Les combats eux-mêmes ont tué environ 200 soldats dans chaque camp.
Souvenirs et livres brûlés
L’enclave a décrété jeudi la dissolution « de toutes les institutions gouvernementales (…) au 1er janvier 2024« , signant la fin de l’existence de « la République du Nagorny Karabakh » autoproclamée il y a plus de 30 ans.
En quelques jours, environ 99.000 personnes, soit plus de 80% des 120.000 habitants officiels du territoire, ont quitté leur foyer, selon le dernier décompte d’Erevan cité par l’agence russe Interfax.
La population redoute en effet des représailles : cette région à majorité chrétienne, qui avait fait sécession de l’Azerbaïdjan à majorité musulmane à la désintégration de l’URSS, s’est opposée pendant plus de trois décennies à Bakou, notamment lors de deux guerres entre 1988 et 1994 et à l’automne 2020.
Parmi les réfugiés rencontrés par l’AFP à Goris, tous racontent la terreur face à l’arrivée des soldats ennemis.
Et la plupart, dans cette région ultra-militarisée où tous les hommes ont l’expérience de l’armée et du combat, disent avoir brûlé leurs uniformes, documents militaires, et parfois beaucoup plus.
« Les photos de famille, nos souvenirs, les livres d’histoire de nos héros. Il est hors de question que les Azerbaïdjanais les souillent », dit une jeune fille, Larissa.
Impossible cohabitation
« Personne ne croit en la possibilité de cohabitation des deux communautés. Ni les Arméniens, ni les Azéris ne sont préparés à cette option », estime Bayram Balci, chercheur à Sciences Po en France.
Si ce flux ininterrompu a ravivé les craintes d’un « nettoyage ethnique », il souligne que les Arméniens du Haut-Karabakh « sont partis d’eux-mêmes ». « Je trouve cela beaucoup plus inquiétant » que si on les avait chassés, ajoute-t-il, estimant que seuls « 5 à 10.000 habitants vont peut-être demeurer » sur place.
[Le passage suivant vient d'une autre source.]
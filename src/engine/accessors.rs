// ==========================================
// 物料齐套测算系统 - 引擎数据访问接口
// ==========================================
// 职责: 定义齐套测算引擎所需的数据读取接口（不包含实现）
// 实现者: repository 层各仓储；测试中由内存 Mock 实现
// 红线: 接口只读，不包含写入、不包含业务规则
// ==========================================

use crate::domain::product::{BomRequirement, Product};
use crate::domain::stock::StockLot;
use async_trait::async_trait;
use std::error::Error;

// ==========================================
// ProductCatalogReader Trait
// ==========================================
// 用途: 按外部编码解析产品
#[async_trait]
pub trait ProductCatalogReader: Send + Sync {
    /// 按产品编码精确查找产品
    ///
    /// # 参数
    /// - code: 产品外部编码（精确匹配，不做大小写或空白归一）
    ///
    /// # 返回
    /// - Some(Product): 编码存在
    /// - None: 编码不存在（由调用方决定失败语义）
    async fn find_product_by_code(&self, code: &str) -> Result<Option<Product>, Box<dyn Error>>;
}

// ==========================================
// BomReader Trait
// ==========================================
// 用途: 读取产品的物料清单需求行
#[async_trait]
pub trait BomReader: Send + Sync {
    /// 列出产品的全部 BOM 需求行
    ///
    /// # 参数
    /// - product_id: 产品内部 ID
    ///
    /// # 返回
    /// - Vec<BomRequirement>: 按清单行 ID 升序（行序即报告中的物料顺序）
    async fn list_bom_requirements(
        &self,
        product_id: i64,
    ) -> Result<Vec<BomRequirement>, Box<dyn Error>>;
}

// ==========================================
// StockLedgerReader Trait
// ==========================================
// 用途: 读取物料的库存批次
#[async_trait]
pub trait StockLedgerReader: Send + Sync {
    /// 列出物料的全部库存批次
    ///
    /// 返回顺序不作保证，消耗顺序由分配引擎自行排序；
    /// 余量非正的批次也会返回，是否跳过同样由引擎决定。
    ///
    /// # 参数
    /// - material_id: 物料内部 ID
    async fn list_stock_lots(&self, material_id: i64) -> Result<Vec<StockLot>, Box<dyn Error>>;
}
La peur des habitants est nourrie selon Erevan par une série d‘ »arrestations illégales » au sein des colonnes de civils, bien que les autorités azerbaïdjanaises se soient engagées à permettre aux rebelles qui rendraient leurs armes de partir.
Les services de sécurité de l’Azerbaïdjan ont annoncé vendredi le placement en détention d’un général arménien, Davit Manoukian, accusé de « terrorisme » au Haut-Karabakh.
« Quand le gouvernement dit qu’il va bien traiter les Arméniens, c’est totalement faux », lâche l’avocate Zhala Bayramova, fille d’une figure de l’opposition emprisonnée, alors que le président azerbaïdjanais Ilham Aliev s’est encore engagé vendredi à garantir leurs droits.
Dans une Arménie débordée par les exilés, gronde désormais la colère. Les opposants au Premier ministre Nikol Pachinian, accusé de passivité face à la victoire éclair de Bakou, ont prévu d’organiser un rassemblement samedi après avoir mis en sourdine ces derniers jours leurs critiques.
Erevan rejette la faute sur la Russie, une alliée traditionnelle censé garantir depuis 2020 le plein respect du cessez-le-feu et qui n’est pas intervenue.
Moscou doit maintenant discuter avec l’Azerbaïdjan de l’avenir de sa mission de maintien de la paix, devenue obsolète.